## EXERCISE AIM
Give back exactly the lines of the material below that start at the line containing "filename crates/chirper-core/src/handlers/sign_up.rs" and end at the line containing "use crate::models::RegistrationRequest;", and no others.

## DATA RECORDS
*****
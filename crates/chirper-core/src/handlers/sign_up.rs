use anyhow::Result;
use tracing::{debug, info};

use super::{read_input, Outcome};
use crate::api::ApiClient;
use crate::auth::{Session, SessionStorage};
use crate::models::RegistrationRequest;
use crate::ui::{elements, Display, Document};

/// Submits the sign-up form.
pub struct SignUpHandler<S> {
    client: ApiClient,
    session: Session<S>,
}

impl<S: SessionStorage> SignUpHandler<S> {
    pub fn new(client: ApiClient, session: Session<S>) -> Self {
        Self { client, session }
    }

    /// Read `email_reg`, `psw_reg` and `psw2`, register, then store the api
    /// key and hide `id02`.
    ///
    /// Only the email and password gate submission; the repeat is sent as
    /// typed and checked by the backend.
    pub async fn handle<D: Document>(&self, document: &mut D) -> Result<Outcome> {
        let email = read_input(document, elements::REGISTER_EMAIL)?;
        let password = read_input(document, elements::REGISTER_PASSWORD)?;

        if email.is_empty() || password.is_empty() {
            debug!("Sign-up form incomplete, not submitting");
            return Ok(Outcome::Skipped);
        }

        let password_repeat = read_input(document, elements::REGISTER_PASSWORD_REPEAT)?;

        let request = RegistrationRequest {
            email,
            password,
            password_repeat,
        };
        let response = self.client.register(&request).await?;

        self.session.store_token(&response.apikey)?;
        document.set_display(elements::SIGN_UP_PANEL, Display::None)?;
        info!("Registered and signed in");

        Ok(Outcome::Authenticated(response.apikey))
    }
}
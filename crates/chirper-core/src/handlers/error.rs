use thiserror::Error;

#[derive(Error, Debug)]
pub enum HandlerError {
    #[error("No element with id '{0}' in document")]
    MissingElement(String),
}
*****
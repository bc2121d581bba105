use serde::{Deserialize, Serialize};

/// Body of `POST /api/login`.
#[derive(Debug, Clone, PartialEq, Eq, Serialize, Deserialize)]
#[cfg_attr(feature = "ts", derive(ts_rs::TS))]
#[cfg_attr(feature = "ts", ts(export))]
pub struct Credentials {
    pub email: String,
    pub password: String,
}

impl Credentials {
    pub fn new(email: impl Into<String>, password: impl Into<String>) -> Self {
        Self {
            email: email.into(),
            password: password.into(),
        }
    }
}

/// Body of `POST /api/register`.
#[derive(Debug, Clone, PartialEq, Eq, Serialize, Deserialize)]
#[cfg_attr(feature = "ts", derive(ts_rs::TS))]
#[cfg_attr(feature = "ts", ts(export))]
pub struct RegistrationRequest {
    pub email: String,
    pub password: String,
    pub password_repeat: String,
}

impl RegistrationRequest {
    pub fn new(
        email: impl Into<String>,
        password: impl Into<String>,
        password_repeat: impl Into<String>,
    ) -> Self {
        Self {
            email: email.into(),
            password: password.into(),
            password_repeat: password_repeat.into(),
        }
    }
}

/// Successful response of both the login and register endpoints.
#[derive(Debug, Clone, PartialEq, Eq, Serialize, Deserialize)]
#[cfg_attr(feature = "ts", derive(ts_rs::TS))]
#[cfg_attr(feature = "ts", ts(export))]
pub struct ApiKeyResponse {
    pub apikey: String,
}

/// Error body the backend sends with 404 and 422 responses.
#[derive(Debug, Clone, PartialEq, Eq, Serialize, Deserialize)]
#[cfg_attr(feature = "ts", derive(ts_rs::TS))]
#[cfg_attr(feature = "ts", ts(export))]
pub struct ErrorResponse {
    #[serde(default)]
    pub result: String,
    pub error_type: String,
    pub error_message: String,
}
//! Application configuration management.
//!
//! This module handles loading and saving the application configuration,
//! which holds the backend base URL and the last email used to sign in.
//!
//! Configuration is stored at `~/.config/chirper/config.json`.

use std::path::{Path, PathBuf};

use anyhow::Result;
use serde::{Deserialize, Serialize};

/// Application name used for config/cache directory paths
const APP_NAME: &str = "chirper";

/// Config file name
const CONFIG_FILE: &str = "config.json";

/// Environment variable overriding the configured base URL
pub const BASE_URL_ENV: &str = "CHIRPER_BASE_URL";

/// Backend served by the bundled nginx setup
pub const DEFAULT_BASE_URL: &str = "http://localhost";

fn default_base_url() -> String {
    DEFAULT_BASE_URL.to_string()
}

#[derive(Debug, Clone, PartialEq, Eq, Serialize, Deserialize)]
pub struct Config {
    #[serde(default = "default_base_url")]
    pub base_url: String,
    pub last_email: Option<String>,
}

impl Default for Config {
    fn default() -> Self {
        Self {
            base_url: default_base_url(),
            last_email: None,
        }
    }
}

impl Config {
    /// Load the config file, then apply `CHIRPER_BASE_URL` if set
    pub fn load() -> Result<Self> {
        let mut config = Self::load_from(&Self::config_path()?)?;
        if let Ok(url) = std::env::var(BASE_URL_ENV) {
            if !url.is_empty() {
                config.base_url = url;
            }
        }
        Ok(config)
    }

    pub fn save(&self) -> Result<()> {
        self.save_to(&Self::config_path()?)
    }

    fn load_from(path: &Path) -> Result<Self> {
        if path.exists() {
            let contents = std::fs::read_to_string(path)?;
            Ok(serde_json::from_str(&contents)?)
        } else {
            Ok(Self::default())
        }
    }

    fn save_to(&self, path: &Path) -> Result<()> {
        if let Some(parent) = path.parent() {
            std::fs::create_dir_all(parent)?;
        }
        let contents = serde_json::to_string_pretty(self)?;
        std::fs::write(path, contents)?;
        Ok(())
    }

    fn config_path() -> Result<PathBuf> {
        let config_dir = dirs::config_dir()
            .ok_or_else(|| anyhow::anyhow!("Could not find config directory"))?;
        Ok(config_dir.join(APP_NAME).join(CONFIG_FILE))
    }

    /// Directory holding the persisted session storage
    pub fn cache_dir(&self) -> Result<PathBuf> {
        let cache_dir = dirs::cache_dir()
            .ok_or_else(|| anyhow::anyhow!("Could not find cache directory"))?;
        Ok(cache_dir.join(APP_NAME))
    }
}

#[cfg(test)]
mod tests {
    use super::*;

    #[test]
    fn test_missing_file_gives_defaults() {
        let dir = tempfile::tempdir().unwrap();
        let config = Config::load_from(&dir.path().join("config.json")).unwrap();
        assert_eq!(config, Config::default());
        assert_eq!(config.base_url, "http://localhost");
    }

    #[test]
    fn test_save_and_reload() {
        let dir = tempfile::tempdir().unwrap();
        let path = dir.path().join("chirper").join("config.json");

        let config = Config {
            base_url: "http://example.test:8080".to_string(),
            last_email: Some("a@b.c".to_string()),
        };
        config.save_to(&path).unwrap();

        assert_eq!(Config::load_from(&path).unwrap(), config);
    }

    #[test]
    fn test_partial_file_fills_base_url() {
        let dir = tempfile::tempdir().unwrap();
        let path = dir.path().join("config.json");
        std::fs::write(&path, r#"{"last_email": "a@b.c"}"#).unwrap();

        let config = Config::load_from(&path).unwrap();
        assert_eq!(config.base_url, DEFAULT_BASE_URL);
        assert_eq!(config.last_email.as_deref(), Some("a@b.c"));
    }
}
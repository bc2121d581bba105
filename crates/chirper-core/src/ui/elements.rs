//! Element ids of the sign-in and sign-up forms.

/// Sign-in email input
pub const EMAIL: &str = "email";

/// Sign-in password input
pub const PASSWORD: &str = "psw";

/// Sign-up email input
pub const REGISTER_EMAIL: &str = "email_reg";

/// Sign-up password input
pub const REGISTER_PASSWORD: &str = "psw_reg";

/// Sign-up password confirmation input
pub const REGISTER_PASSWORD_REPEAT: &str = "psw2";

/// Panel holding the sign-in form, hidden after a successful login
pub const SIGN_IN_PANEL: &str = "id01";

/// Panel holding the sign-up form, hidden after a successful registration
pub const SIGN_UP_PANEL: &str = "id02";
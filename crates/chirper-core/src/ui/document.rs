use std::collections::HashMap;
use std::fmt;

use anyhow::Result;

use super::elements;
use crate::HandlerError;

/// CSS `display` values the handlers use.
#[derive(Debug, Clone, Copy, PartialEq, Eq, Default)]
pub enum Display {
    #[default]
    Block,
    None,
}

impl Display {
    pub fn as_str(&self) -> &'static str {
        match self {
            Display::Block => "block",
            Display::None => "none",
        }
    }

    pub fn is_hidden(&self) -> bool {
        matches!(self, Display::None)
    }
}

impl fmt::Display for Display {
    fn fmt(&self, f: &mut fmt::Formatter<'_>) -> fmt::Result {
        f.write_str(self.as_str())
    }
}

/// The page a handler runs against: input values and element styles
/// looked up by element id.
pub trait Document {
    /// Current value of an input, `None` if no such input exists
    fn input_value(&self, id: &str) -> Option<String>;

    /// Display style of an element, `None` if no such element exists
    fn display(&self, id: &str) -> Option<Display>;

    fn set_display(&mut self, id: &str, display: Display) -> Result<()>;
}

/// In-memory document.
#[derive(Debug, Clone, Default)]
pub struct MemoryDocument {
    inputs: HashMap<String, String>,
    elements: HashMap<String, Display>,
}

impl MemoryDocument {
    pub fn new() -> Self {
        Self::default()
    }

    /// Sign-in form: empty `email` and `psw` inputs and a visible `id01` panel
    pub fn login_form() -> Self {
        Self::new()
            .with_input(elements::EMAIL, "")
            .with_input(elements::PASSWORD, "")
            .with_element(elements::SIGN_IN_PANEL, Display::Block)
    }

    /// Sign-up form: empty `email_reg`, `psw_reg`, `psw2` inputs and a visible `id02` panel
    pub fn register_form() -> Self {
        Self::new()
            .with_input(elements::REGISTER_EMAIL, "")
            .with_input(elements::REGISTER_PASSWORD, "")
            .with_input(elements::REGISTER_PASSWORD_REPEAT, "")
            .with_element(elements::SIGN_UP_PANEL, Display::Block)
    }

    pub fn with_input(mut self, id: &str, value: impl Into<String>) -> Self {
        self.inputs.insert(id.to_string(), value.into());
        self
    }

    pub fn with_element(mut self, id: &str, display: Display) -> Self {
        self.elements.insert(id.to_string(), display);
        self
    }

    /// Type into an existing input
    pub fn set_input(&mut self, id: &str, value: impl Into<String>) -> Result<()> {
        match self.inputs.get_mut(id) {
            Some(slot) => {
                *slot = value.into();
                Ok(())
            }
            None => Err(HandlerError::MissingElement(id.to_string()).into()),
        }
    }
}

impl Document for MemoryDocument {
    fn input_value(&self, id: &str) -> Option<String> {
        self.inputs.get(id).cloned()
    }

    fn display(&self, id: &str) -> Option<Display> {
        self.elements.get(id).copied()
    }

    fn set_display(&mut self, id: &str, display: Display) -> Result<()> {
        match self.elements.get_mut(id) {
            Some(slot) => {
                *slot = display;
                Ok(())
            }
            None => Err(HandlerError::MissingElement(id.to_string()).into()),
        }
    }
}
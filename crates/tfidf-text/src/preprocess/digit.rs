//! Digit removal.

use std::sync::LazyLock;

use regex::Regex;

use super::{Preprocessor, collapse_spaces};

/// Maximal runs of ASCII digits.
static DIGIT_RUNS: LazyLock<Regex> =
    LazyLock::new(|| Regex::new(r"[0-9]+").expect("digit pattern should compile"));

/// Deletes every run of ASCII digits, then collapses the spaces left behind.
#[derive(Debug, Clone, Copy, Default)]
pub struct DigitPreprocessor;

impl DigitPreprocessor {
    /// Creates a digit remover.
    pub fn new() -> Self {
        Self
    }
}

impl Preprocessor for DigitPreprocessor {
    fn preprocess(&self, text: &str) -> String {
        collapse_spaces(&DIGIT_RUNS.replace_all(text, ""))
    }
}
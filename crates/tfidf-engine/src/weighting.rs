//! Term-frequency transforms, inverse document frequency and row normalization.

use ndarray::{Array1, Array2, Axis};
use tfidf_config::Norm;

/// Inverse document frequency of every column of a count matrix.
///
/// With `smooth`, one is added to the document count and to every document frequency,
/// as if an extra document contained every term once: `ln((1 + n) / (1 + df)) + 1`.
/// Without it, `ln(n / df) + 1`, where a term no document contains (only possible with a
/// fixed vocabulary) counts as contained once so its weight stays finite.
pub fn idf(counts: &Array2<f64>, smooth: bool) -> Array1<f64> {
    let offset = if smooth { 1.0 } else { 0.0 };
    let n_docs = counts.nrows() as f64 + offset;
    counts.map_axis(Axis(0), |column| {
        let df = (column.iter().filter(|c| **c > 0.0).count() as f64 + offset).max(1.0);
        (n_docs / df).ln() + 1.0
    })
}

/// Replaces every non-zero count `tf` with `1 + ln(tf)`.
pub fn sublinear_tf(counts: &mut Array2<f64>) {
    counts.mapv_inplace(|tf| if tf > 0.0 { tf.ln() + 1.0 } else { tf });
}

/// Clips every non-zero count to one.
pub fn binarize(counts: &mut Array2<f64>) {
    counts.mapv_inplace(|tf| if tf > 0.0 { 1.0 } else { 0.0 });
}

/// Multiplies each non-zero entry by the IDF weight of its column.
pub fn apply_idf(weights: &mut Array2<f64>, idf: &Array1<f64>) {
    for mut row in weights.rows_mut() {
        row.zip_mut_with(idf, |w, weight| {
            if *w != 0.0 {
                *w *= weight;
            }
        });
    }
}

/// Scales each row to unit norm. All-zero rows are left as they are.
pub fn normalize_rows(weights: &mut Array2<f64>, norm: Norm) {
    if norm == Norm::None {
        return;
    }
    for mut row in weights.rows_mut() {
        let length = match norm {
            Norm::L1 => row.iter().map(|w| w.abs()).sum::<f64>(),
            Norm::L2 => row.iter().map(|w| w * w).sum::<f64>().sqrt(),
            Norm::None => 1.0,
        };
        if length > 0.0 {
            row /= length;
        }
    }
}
*****
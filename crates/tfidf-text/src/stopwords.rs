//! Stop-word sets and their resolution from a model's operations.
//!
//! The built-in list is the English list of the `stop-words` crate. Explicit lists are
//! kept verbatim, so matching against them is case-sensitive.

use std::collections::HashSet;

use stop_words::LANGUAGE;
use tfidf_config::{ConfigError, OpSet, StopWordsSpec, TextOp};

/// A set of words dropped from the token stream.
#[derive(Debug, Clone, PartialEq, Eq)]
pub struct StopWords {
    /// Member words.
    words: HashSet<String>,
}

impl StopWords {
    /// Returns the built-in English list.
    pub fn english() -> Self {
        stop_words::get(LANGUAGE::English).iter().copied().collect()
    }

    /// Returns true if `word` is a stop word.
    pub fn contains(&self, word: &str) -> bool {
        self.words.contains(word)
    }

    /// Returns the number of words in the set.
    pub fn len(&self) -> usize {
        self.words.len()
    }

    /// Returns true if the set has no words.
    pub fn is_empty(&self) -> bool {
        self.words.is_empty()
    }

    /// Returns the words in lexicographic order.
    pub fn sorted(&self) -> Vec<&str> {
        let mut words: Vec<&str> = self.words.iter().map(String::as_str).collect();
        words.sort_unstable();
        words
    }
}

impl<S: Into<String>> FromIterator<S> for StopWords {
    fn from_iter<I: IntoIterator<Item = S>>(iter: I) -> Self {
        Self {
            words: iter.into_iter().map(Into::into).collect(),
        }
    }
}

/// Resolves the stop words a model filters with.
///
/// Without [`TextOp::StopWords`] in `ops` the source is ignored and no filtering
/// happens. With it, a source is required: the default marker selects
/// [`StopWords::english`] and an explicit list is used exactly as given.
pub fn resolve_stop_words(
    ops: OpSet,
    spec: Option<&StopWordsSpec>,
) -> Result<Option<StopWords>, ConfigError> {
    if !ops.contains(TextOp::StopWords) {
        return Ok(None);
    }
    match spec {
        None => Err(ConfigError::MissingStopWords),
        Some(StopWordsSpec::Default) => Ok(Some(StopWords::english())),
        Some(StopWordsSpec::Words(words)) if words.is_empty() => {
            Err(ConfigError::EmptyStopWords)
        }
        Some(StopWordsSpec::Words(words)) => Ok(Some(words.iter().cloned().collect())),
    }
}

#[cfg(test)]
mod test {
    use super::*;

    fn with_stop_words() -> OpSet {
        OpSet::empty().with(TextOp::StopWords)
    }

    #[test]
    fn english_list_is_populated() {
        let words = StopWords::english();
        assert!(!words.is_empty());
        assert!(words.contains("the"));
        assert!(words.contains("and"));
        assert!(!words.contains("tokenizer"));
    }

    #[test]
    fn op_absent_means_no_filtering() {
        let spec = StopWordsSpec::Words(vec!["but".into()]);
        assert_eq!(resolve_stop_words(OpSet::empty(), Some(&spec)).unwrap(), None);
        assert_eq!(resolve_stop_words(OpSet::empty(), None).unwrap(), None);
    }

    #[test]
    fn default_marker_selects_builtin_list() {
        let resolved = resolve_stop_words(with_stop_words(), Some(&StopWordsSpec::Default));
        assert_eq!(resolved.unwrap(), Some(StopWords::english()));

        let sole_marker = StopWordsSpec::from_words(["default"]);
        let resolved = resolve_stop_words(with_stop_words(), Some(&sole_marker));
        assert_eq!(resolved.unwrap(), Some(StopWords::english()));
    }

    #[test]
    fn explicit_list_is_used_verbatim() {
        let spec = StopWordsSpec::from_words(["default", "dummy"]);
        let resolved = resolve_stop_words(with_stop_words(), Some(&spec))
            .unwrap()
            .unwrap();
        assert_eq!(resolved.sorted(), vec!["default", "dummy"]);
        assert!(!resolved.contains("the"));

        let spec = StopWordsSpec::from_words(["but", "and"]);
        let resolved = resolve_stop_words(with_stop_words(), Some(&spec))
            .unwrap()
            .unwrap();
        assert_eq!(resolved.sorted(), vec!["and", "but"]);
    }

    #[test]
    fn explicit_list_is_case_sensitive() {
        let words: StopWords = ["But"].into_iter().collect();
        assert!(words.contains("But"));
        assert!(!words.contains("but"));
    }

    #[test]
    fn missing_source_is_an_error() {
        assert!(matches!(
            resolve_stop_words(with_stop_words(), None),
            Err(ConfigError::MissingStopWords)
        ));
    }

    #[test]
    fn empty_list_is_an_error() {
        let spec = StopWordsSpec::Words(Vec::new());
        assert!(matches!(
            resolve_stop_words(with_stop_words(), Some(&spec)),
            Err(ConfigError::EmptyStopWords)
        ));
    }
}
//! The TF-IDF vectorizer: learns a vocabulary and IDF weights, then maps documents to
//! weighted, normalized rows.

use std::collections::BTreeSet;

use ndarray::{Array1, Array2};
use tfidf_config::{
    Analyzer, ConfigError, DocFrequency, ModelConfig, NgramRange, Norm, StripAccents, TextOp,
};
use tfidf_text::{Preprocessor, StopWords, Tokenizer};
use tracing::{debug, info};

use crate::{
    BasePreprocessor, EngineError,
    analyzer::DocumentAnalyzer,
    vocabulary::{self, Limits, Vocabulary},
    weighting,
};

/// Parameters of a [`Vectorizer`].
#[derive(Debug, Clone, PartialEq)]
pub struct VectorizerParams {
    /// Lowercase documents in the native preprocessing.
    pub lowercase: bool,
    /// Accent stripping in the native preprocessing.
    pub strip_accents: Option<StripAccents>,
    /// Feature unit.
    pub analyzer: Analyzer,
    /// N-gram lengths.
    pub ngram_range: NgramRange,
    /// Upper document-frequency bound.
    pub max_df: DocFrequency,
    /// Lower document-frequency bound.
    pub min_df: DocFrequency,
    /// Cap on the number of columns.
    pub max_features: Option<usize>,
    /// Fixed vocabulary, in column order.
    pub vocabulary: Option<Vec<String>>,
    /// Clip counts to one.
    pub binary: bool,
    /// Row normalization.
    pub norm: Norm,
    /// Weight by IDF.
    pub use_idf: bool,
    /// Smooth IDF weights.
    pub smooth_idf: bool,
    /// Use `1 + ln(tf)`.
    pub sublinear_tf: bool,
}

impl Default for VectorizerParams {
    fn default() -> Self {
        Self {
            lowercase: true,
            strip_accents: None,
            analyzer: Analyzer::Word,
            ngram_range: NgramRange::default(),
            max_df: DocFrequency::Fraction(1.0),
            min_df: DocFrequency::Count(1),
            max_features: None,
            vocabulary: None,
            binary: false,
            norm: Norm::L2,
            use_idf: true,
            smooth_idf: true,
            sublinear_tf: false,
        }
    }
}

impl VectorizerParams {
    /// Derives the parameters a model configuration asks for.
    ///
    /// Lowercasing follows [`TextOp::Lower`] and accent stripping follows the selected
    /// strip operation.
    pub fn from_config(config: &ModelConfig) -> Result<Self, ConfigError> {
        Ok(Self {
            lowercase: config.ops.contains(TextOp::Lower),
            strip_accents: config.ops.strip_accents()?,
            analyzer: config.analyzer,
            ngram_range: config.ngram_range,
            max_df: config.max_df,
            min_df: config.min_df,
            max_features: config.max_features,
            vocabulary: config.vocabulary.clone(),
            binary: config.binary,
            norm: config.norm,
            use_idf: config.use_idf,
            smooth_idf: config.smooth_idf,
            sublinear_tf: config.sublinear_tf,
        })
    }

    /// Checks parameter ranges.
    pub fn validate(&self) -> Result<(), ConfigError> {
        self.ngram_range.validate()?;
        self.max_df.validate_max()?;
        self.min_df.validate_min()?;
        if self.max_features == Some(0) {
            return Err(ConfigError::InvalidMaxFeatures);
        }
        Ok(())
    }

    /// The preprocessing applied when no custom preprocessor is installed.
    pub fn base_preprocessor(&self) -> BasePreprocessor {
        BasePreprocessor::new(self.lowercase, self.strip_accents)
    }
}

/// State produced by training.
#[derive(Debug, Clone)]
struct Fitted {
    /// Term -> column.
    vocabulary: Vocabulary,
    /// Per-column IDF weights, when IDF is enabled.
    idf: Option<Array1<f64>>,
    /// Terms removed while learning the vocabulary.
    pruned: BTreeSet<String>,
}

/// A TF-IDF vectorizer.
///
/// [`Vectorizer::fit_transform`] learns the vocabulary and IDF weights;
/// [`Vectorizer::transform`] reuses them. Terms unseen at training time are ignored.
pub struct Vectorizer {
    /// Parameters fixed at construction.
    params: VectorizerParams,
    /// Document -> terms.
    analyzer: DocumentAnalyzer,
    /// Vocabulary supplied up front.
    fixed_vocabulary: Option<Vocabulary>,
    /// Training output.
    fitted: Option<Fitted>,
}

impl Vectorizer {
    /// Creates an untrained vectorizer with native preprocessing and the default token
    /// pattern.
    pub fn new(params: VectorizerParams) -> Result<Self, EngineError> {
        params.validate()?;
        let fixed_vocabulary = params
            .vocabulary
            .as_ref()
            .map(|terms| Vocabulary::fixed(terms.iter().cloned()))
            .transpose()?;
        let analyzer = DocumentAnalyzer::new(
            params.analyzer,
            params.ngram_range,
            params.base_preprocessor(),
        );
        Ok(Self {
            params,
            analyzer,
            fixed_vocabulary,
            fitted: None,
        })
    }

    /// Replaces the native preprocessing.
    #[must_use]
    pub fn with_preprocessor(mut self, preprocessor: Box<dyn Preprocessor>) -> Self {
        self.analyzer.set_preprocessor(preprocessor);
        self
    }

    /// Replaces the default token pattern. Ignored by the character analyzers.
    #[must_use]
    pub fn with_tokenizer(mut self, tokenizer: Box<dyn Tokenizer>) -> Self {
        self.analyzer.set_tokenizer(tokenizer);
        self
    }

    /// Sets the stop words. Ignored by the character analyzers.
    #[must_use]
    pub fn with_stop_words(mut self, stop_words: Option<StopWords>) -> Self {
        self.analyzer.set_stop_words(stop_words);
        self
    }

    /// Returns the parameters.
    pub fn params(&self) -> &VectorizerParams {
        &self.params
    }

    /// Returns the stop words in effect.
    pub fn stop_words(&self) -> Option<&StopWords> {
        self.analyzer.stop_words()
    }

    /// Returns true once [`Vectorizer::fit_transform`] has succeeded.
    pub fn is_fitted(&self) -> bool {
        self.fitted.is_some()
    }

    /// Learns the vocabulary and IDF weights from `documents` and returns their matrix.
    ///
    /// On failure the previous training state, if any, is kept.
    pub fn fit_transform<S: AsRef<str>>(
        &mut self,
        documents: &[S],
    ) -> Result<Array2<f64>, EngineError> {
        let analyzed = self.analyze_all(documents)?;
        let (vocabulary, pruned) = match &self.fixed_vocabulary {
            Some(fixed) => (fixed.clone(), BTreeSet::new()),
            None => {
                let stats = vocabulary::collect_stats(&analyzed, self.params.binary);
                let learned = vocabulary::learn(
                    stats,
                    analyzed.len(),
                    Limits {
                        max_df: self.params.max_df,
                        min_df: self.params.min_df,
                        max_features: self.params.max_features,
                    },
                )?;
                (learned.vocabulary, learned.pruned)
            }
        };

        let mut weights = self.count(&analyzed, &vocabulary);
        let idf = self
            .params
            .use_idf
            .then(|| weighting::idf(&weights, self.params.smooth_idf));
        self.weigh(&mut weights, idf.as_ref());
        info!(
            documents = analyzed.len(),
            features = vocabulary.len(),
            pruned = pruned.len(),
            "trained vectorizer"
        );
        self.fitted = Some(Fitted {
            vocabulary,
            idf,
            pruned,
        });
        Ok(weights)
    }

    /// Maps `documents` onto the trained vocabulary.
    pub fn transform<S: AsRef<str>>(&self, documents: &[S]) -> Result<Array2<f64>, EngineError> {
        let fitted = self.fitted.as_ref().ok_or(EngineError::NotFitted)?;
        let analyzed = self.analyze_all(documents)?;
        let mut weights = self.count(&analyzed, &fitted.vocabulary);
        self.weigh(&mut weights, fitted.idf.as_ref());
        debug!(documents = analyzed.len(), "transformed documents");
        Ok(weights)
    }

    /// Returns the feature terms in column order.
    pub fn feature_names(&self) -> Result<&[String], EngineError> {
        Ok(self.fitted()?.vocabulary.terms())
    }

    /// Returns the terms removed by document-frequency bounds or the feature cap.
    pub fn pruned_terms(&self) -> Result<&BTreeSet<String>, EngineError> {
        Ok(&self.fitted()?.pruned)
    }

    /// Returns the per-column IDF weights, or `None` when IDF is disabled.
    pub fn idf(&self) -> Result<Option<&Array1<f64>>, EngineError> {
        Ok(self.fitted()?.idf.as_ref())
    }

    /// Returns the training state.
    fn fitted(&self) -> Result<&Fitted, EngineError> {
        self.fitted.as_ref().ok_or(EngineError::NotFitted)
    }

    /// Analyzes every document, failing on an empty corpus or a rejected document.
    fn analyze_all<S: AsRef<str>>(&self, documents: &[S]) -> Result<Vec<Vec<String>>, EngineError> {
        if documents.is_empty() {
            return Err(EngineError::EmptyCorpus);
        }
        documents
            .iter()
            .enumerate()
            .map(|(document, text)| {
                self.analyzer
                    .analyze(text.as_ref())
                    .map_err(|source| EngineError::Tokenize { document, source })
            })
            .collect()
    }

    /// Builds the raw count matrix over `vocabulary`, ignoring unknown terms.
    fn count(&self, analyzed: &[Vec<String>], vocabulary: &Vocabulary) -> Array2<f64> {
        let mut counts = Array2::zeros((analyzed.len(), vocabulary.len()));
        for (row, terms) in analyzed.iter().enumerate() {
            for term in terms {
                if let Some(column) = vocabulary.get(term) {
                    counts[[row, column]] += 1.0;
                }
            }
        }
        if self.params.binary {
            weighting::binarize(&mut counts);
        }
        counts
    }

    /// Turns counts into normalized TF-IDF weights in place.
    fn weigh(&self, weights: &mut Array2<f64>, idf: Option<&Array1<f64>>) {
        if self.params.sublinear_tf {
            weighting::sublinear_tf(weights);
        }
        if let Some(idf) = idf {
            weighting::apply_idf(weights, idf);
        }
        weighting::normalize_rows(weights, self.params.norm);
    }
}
*****
## ANSWER TO THIS PROBLEM
filename crates/chirper-core/src/handlers/sign_up.rs
use anyhow::Result;
use tracing::{debug, info};

use super::{read_input, Outcome};
use crate::api::ApiClient;
use crate::auth::{Session, SessionStorage};
use crate::models::RegistrationRequest;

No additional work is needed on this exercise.